On September 21st, the Trinity branch of Students4Change (S4C) elected a new Chair, Ella Mac Lennan, and for the first time, a Vice-Chair, Nicholas Evans. The group, which operates under the principles of a “United Front”, meaning it seeks to represent a “mass alliance” of socialist students, has welcomed the two Trinity students to carry out the executive functions of the group for the academic year.
New Chair, Ella Mac Lennan, takes over the role from current Trinity College Dublin Students’ Union (TCDSU) President, László Molnárfi after an uncontested race. Mac Lennan, a second year Political Science and Social Policy student, believes it is “clear” there is a “strong need for change amongst the student body”, given the rise in S4C membership and increase in events such as direct action.

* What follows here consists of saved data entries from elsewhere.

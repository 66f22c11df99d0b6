// Copyright 2021 Datafuse Labs.
//
// Licensed under the Apache License, Version 2.0 (the "License");
// you may not use this file except in compliance with the License.
// You may obtain a copy of the License at
//
//     http://www.apache.org/licenses/LICENSE-2.0
//
// Unless required by applicable law or agreed to in writing, software
// distributed under the License is distributed on an "AS IS" BASIS,
// WITHOUT WARRANTIES OR CONDITIONS OF ANY KIND, either express or implied.
// See the License for the specific language governing permissions and
// limitations under the License.

use serde::Deserialize;
use serde::Serialize;

use crate::ConfigVersion;

/// Content type tag of a config blob. Doubles as the cache file extension.
#[derive(Serialize, Deserialize, Clone, Copy, Debug, PartialEq, Eq)]
pub enum ConfigType {
    Json,
    Toml,
    Yaml,
    Xml,
    Text,
    Ini,
    Gflags,
}

impl Default for ConfigType {
    fn default() -> Self {
        ConfigType::Json
    }
}

impl ConfigType {
    pub fn as_ext(&self) -> &'static str {
        match self {
            ConfigType::Json => "json",
            ConfigType::Toml => "toml",
            ConfigType::Yaml => "yaml",
            ConfigType::Xml => "xml",
            ConfigType::Text => "text",
            ConfigType::Ini => "ini",
            ConfigType::Gflags => "gflags",
        }
    }

    pub fn from_ext(ext: &str) -> Option<Self> {
        let t = match ext {
            "json" => ConfigType::Json,
            "toml" => ConfigType::Toml,
            "yaml" => ConfigType::Yaml,
            "xml" => ConfigType::Xml,
            "text" => ConfigType::Text,
            "ini" => ConfigType::Ini,
            "gflags" => ConfigType::Gflags,
            _ => return None,
        };
        Some(t)
    }
}

/// A named, semver-versioned config blob.
#[derive(Serialize, Deserialize, Clone, Debug, Default, PartialEq, Eq)]
pub struct ConfigInfo {
    pub name: String,
    pub version: ConfigVersion,
    pub content: String,
    #[serde(default)]
    pub config_type: ConfigType,
    /// Creation time, unix seconds, stamped at apply.
    #[serde(default)]
    pub ctime: i64,
    /// Surrogate id allocated from the per-catalog max-id counter.
    #[serde(default)]
    pub id: u64,
}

She further added, in an email to The University Times, that she ran for Chair of S4C because: “S4C has and will play a great role in bringing about the change that students so badly need, and I wanted to continue the work we have already done so far.”

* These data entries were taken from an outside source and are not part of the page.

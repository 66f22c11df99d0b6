// Copyright 2021 Datafuse Labs.
//
// Licensed under the Apache License, Version 2.0 (the "License");
// you may not use this file except in compliance with the License.
// You may obtain a copy of the License at
//
//     http://www.apache.org/licenses/LICENSE-2.0
//
// Unless required by applicable law or agreed to in writing, software
// distributed under the License is distributed on an "AS IS" BASIS,
// WITHOUT WARRANTIES OR CONDITIONS OF ANY KIND, either express or implied.
// See the License for the specific language governing permissions and
// limitations under the License.

mod logging;

pub use logging::init_default_tracing;
pub use logging::init_tracing_with_file;
pub use tracing;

“I don’t expect that we will single-handedly bring about instant societal change and an end to the corporate nature of our universities, but if we can bring further attention to the College’s failings and stand in solidarity with those affected by their corporate greed (whether they be students or staff), we can fight back and transform our institutions.”
S4C, as stated in its constitution, aims to “support the wider socialist movement in Ireland and the wider world”. In response to being asked what she thinks the biggest issue facing students today is, Mac Lennan responded that it is difficult to “identify a singular ‘biggest’ issue”.

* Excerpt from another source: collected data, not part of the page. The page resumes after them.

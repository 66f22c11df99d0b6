// Copyright 2021 Datafuse Labs.
//
// Licensed under the Apache License, Version 2.0 (the "License");
// you may not use this file except in compliance with the License.
// You may obtain a copy of the License at
//
//     http://www.apache.org/licenses/LICENSE-2.0
//
// Unless required by applicable law or agreed to in writing, software
// distributed under the License is distributed on an "AS IS" BASIS,
// WITHOUT WARRANTIES OR CONDITIONS OF ANY KIND, either express or implied.
// See the License for the specific language governing permissions and
// limitations under the License.

use anyhow::anyhow;
use anyhow::Result;
use async_raft::async_trait::async_trait;
use async_raft::raft::AppendEntriesRequest;
use async_raft::raft::AppendEntriesResponse;
use async_raft::raft::InstallSnapshotRequest;
use async_raft::raft::InstallSnapshotResponse;
use async_raft::raft::VoteRequest;
use async_raft::raft::VoteResponse;
use async_raft::AppData;
use async_raft::NodeId;
use async_raft::RaftNetwork;
use common_beacon_raft_store::RaftConfig;
use common_beacon_rpc::BeaconMes;
use common_beacon_rpc::BeaconServiceClient;
use common_tracing::tracing;
use serde::de::DeserializeOwned;
use serde::Serialize;

use crate::discovery::message::GroupRpc;
use crate::discovery::message::GroupRpcReply;

#[derive(Clone, Copy, Debug)]
enum RaftRpc {
    AppendEntries,
    Vote,
    InstallSnapshot,
}

/// Carries raft RPCs of one group to its peers, over the shared service
/// endpoint; the receiving side routes by the envelope's group id.
pub struct BeaconNetwork {
    group_id: u64,
    config: RaftConfig,
}

impl BeaconNetwork {
    pub fn new(group_id: u64, config: RaftConfig) -> Self {
        Self { group_id, config }
    }

    async fn send<Req, Resp>(&self, target: NodeId, rpc: RaftRpc, req: &Req) -> Result<Resp>
    where
        Req: Serialize,
        Resp: DeserializeOwned,
    {
        let addr = self.config.peer_addr(target);
        if addr.is_empty() {
            return Err(anyhow!("unknown peer id: {}", target));
        }

        let envelope = GroupRpc {
            group_id: self.group_id,
            data: serde_json::to_string(req)?,
        };
        let mes = BeaconMes::from_data(serde_json::to_string(&envelope)?);

        let mut client = BeaconServiceClient::connect(format!("http://{}", addr)).await?;
        let sent = match rpc {
            RaftRpc::AppendEntries => client.append_entries(mes).await,
            RaftRpc::Vote => client.vote(mes).await,
            RaftRpc::InstallSnapshot => client.install_snapshot(mes).await,
        };

        let reply = sent.map_err(|status| {
            tracing::debug!(
                "group {} raft rpc {:?} to {} fail: {}",
                self.group_id,
                rpc,
                addr,
                status
            );
            anyhow!("raft rpc to {}: {}", addr, status)
        })?;

        let reply: GroupRpcReply = serde_json::from_str(&reply.into_inner().data)?;
        if !reply.error.is_empty() {
            return Err(anyhow!(reply.error));
        }
        let resp: Resp = serde_json::from_str(&reply.data)?;
        Ok(resp)
    }
}

#[async_trait]
impl<D: AppData> RaftNetwork<D> for BeaconNetwork {
    async fn send_append_entries(
        &self,
        target: NodeId,
        rpc: AppendEntriesRequest<D>,
    ) -> Result<AppendEntriesResponse> {
        self.send(target, RaftRpc::AppendEntries, &rpc).await
    }

    async fn send_install_snapshot(
        &self,
        target: NodeId,
        rpc: InstallSnapshotRequest,
    ) -> Result<InstallSnapshotResponse> {
        self.send(target, RaftRpc::InstallSnapshot, &rpc).await
    }

    async fn send_vote(&self, target: NodeId, rpc: VoteRequest) -> Result<VoteResponse> {
        self.send(target, RaftRpc::Vote, &rpc).await
    }
}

Instead, after highlighting the “sheer cost” of education and living, she pointed to what she described as the “real” issue: “Trinity’s greed, and the for-profit nature of all institutions in Ireland; and on a national level, the government’s failure to provide for a protect vulnerable members of society in favour of a neoliberal market state.”
In a statement to The University Times, College’s spokesperson said: “The narrative that Trinity is making “millions” on accommodation is incorrect as there are significant costs associated with operating student accommodation.”
“The commercial activities are used to provide essential funding for the College, which include student services, teaching and research.”